Fifty years since Kroetsch's "Alberta," yet still a book I needed to read today. Where am I from? Well, here. Alberta. I'm a prairie boy living in the parklands with the tomorrow-seekers of Edmonton. It seems Calgary won out on the battle for prosperity long ago.

"Alberta," 1968: "The process of naming is hardly begun in Alberta. We who live here so often cannot name the flowers, the stones, the places, the events, the emotions of our landscape; they await the kind of naming that is the poetic act." (p. 83).

To a large extent that is still true, but I'm comfortable saying this on a personal level and not a cultural one. I could not have named anything Kroetsch has named. I take this as a pretty big failure on my part. And that's why reading Alberta was an emotional process for me. Kroetsch lived in the world he wrote and wrote in the world he lived. He wrote the world he lived.

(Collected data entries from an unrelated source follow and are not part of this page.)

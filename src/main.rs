use std::env;

use tracing::Level;
use tracing_subscriber::EnvFilter;

fn main() {
    tracing_subscriber::fmt()
        .with_env_filter(EnvFilter::from_default_env().add_directive(Level::INFO.into()))
        .with_writer(std::io::stderr)
        .init();

    let args: Vec<String> = env::args().collect();
    std::process::exit(skirmish::cli::run_with_args(&args));
}
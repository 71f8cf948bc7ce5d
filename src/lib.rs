pub mod cli;
pub mod combat;
pub mod data;
pub mod error;
pub mod parallel;
pub mod simulation;

pub use error::{Result, SimError};
//! Rayon thread pool configuration for trial workloads.
//!
//! Use [WorkerPool::install] to run parallel battles or matrix cells with a
//! fixed number of threads, or rely on Rayon's default (all CPU cores).

use rayon::ThreadPoolBuilder;

/// Configures how many worker threads run trials.
#[derive(Debug, Clone, Copy, Default, PartialEq, Eq)]
pub struct WorkerPool {
    /// Number of worker threads. If 0, use the global Rayon pool.
    pub workers: usize,
}

impl WorkerPool {
    /// Use all available CPU cores (Rayon default).
    pub fn default_workers() -> Self {
        Self::default()
    }

    /// Use exactly `n` worker threads.
    pub fn with_workers(n: usize) -> Self {
        Self { workers: n }
    }

    /// Run a closure with this worker count. A dedicated pool is built when
    /// [workers](WorkerPool::workers) is non-zero; if that fails the closure
    /// runs on the global pool instead.
    pub fn install<F, R>(&self, f: F) -> R
    where
        F: FnOnce() -> R + Send,
        R: Send,
    {
        if self.workers == 0 {
            return f();
        }
        match ThreadPoolBuilder::new().num_threads(self.workers).build() {
            Ok(pool) => pool.install(f),
            Err(err) => {
                tracing::warn!(workers = self.workers, "thread pool unavailable ({err}), using global pool");
                f()
            }
        }
    }
}

#[cfg(test)]
mod tests {
    use super::*;

    #[test]
    fn install_runs_on_requested_thread_count() {
        let threads = WorkerPool::with_workers(3).install(rayon::current_num_threads);
        assert_eq!(threads, 3);
    }

    #[test]
    fn default_pool_runs_inline() {
        assert_eq!(WorkerPool::default_workers().install(|| 7), 7);
    }
}
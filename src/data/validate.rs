//! Roster-load validation. Produces a diagnostic report instead of failing on
//! the first problem so every issue in a config surfaces at once.

use std::collections::HashSet;
use std::fmt;
use std::path::Path;

use crate::combat::{DicePool, Team, CRUSHING_TAG};
use crate::data::config::{CombatantTemplate, MatrixConfig, SimulationConfig};
use crate::data::loader::{load_matrix_config, load_simulation_config};
use crate::error::Result;

#[derive(Debug, Clone, Copy, PartialEq, Eq, PartialOrd, Ord)]
pub enum ValidationSeverity {
    Error,
    Warning,
    Info,
}

impl ValidationSeverity {
    pub fn as_str(&self) -> &'static str {
        match self {
            Self::Error => "error",
            Self::Warning => "warning",
            Self::Info => "info",
        }
    }
}

impl fmt::Display for ValidationSeverity {
    fn fmt(&self, f: &mut fmt::Formatter<'_>) -> fmt::Result {
        write!(f, "{}", self.as_str())
    }
}

#[derive(Debug, Clone, PartialEq, Eq)]
pub struct ValidationDiagnostic {
    pub severity: ValidationSeverity,
    pub context: String,
    pub message: String,
}

impl fmt::Display for ValidationDiagnostic {
    fn fmt(&self, f: &mut fmt::Formatter<'_>) -> fmt::Result {
        write!(f, "[{}] {}: {}", self.severity, self.context, self.message)
    }
}

#[derive(Debug, Clone, Default)]
pub struct ValidationReport {
    pub diagnostics: Vec<ValidationDiagnostic>,
}

impl ValidationReport {
    pub fn push(
        &mut self,
        severity: ValidationSeverity,
        context: impl Into<String>,
        message: impl Into<String>,
    ) {
        self.diagnostics.push(ValidationDiagnostic {
            severity,
            context: context.into(),
            message: message.into(),
        });
    }

    pub fn has_errors(&self) -> bool {
        self.diagnostics
            .iter()
            .any(|diag| diag.severity == ValidationSeverity::Error)
    }

    pub fn count(&self, severity: ValidationSeverity) -> usize {
        self.diagnostics
            .iter()
            .filter(|diag| diag.severity == severity)
            .count()
    }

    /// Error diagnostics joined on one line, for error messages.
    pub fn error_summary(&self) -> String {
        self.diagnostics
            .iter()
            .filter(|diag| diag.severity == ValidationSeverity::Error)
            .map(|diag| format!("{}: {}", diag.context, diag.message))
            .collect::<Vec<_>>()
            .join("; ")
    }
}

fn roster_key(team: Team) -> &'static str {
    match team {
        Team::Players => "pcs",
        Team::Opponents => "npcs",
    }
}

pub fn validate_simulation_config(config: &SimulationConfig) -> ValidationReport {
    let mut report = ValidationReport::default();

    if config.iterations == 0 {
        report.push(
            ValidationSeverity::Warning,
            "iterations",
            "zero iterations requested; the run will report no data",
        );
    }

    let mut seen_names = HashSet::new();
    for team in Team::ALL {
        let roster = config.roster(team);
        let key = roster_key(team);
        if roster.is_empty() {
            report.push(ValidationSeverity::Error, key, "roster is empty");
            continue;
        }
        for (index, template) in roster.iter().enumerate() {
            let context = format!("{key}[{index}] '{}'", template.name);
            if !seen_names.insert(template.name.clone()) {
                report.push(
                    ValidationSeverity::Warning,
                    context.clone(),
                    "duplicate name; damage for both entries is reported under one name",
                );
            }
            validate_template(&mut report, &context, template, config.strict_weapon_specs);
            validate_crushing_targets(&mut report, &context, template, config.roster(team.opposing()));
        }
    }

    if !config.pcs.is_empty() && !config.npcs.is_empty() {
        validate_termination(&mut report, config);
    }

    report
}

fn validate_template(
    report: &mut ValidationReport,
    context: &str,
    template: &CombatantTemplate,
    strict: bool,
) {
    if template.hp <= 0 {
        report.push(
            ValidationSeverity::Error,
            format!("{context}.hp"),
            format!("hp must be positive, got {}", template.hp),
        );
    }

    let spec = template.weapon_pool.as_str();
    let weapon_context = format!("{context}.weapon_pool");
    match DicePool::trailing_text(spec) {
        None => report.push(
            ValidationSeverity::Warning,
            weapon_context.clone(),
            format!("'{spec}' does not match <quantity>d<size>; combatant deals no damage"),
        ),
        Some("") => {}
        Some(rest) => {
            let severity = if strict {
                ValidationSeverity::Error
            } else {
                ValidationSeverity::Warning
            };
            report.push(
                severity,
                weapon_context.clone(),
                format!("'{spec}' has trailing text '{rest}' that is ignored"),
            );
        }
    }
    let pool = template.pool();
    if pool.is_empty() && DicePool::trailing_text(spec).is_some() {
        report.push(
            ValidationSeverity::Warning,
            weapon_context,
            format!("'{spec}' rolls no dice; combatant deals no damage"),
        );
    }

    for tag in &template.tags {
        if tag != CRUSHING_TAG {
            report.push(
                ValidationSeverity::Info,
                format!("{context}.tags"),
                format!("tag '{tag}' has no effect on damage resolution"),
            );
        }
    }
}

/// Crushing against defense 0 fails when resolved, not here; flag it early.
fn validate_crushing_targets(
    report: &mut ValidationReport,
    context: &str,
    template: &CombatantTemplate,
    opponents: &[CombatantTemplate],
) {
    if !template.tags.iter().any(|tag| tag == CRUSHING_TAG) {
        return;
    }
    for opponent in opponents.iter().filter(|o| o.defense == 0) {
        report.push(
            ValidationSeverity::Warning,
            format!("{context}.tags"),
            format!(
                "crushing weapon against '{}' with defense 0 will abort the trial on a hit",
                opponent.name
            ),
        );
    }
}

/// Members of `team` that no weapon on the other side can hit. They never die.
pub fn immortal_members<'a>(
    team: &'a [CombatantTemplate],
    opponents: &[CombatantTemplate],
) -> Vec<&'a CombatantTemplate> {
    team.iter()
        .filter(|member| {
            !opponents
                .iter()
                .any(|attacker| attacker.weapon().can_threshold_hit(member.defense))
        })
        .collect()
}

/// Every member of `team` can be hit by at least one weapon on the other side.
pub fn team_is_eliminable(team: &[CombatantTemplate], opponents: &[CombatantTemplate]) -> bool {
    immortal_members(team, opponents).is_empty()
}

/// A team with immortal members can only win by eliminating the other side,
/// and once its mortal members fall only the immortals are left to do it.
fn validate_termination(report: &mut ValidationReport, config: &SimulationConfig) {
    let players_immortal = immortal_members(&config.pcs, &config.npcs);
    let opponents_immortal = immortal_members(&config.npcs, &config.pcs);
    if !players_immortal.is_empty() && !opponents_immortal.is_empty() {
        report.push(
            ValidationSeverity::Error,
            "rosters",
            "neither team can be eliminated: each has a member no opposing weapon can hit",
        );
        return;
    }

    for (team, immortals) in [
        (Team::Players, players_immortal),
        (Team::Opponents, opponents_immortal),
    ] {
        if immortals.is_empty() {
            continue;
        }
        let unreachable: Vec<&str> = config
            .roster(team.opposing())
            .iter()
            .filter(|target| {
                !immortals
                    .iter()
                    .any(|member| member.weapon().can_threshold_hit(target.defense))
            })
            .map(|target| target.name.as_str())
            .collect();
        if !unreachable.is_empty() {
            let names: Vec<&str> = immortals.iter().map(|m| m.name.as_str()).collect();
            report.push(
                ValidationSeverity::Error,
                roster_key(team),
                format!(
                    "{} cannot be hit, but cannot hit {} either; the battle stalls once the rest of the team falls",
                    names.join(", "),
                    unreachable.join(", ")
                ),
            );
        }
    }
}

/// Pools larger than this make matrix cells slow to simulate.
pub const MAX_MATRIX_QUANTITY: u32 = 1_000;

pub fn validate_matrix_config(config: &MatrixConfig) -> ValidationReport {
    let mut report = ValidationReport::default();
    if config.iterations == 0 {
        report.push(
            ValidationSeverity::Warning,
            "iterations",
            "zero iterations requested; every cell will report no data",
        );
    }
    for (key, values) in [
        ("sizes", &config.sizes),
        ("quantities", &config.quantities),
        ("defenses", &config.defenses),
    ] {
        if values.is_empty() {
            report.push(ValidationSeverity::Error, key, "must list at least one value");
        }
    }
    if config.crushing.is_empty() {
        report.push(ValidationSeverity::Error, "crushing", "must list at least one value");
    }
    if config.sizes.contains(&0) {
        report.push(ValidationSeverity::Error, "sizes", "die size 0 has no faces");
    }
    if config.quantities.contains(&0) {
        report.push(
            ValidationSeverity::Warning,
            "quantities",
            "quantity 0 rolls no dice; its cells are always 0",
        );
    }
    if let Some(&largest) = config.quantities.iter().max() {
        if largest > MAX_MATRIX_QUANTITY {
            report.push(
                ValidationSeverity::Warning,
                "quantities",
                format!(
                    "quantity {largest} rolls more than {MAX_MATRIX_QUANTITY} dice per attack; cells will be slow"
                ),
            );
        }
    }
    if config.defenses.contains(&0) && config.crushing.contains(&true) {
        report.push(
            ValidationSeverity::Error,
            "defenses",
            "defense 0 cannot be combined with crushing",
        );
    }
    report
}

/// Validate a battle config file on disk.
pub fn validate_simulation_file(path: impl AsRef<Path>) -> Result<ValidationReport> {
    Ok(validate_simulation_config(&load_simulation_config(path)?))
}

/// Validate a matrix config file on disk.
pub fn validate_matrix_file(path: impl AsRef<Path>) -> Result<ValidationReport> {
    Ok(validate_matrix_config(&load_matrix_config(path)?))
}
pub mod combatant;
pub mod dice;
pub mod engine;
pub mod resolution;
pub mod rng;
pub mod targeting;

pub use combatant::{Combatant, Team};
pub use dice::{DicePool, Weapon, CRUSHING_TAG};
pub use engine::{
    simulate_battle, AttackEvent, Battle, BattleConfig, BattleOutcome, BattleState, CombatEvent,
    NamedDamage, TraceMode, DEFAULT_MAX_ROUNDS,
};
pub use resolution::{
    matrix_damage, matrix_die_damage, threshold_damage, threshold_die_damage, ResolutionRule,
};
pub use rng::{entropy_seed, resolve_seed, seeded, trial_seed, SimRng};
pub use targeting::TargetStrategy;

For the (un)naturalist, this book's language will absolutely stun you, as it did me. Those things out there that have distinct names are beautiful and are named beautifully. They lend a wholesome sort of understanding.

A picture of an age long passed, probably. Even the jacket's blurb reads as a prophecy never fulfilled. Still, what an incredibly diverse province in people and land.

I feel a sense of home and a sadness at not having it named. I'm here, though. Whether I'll catch up and get my bearings or continue to live in the looking-glass wood, who knows.
… (mehr)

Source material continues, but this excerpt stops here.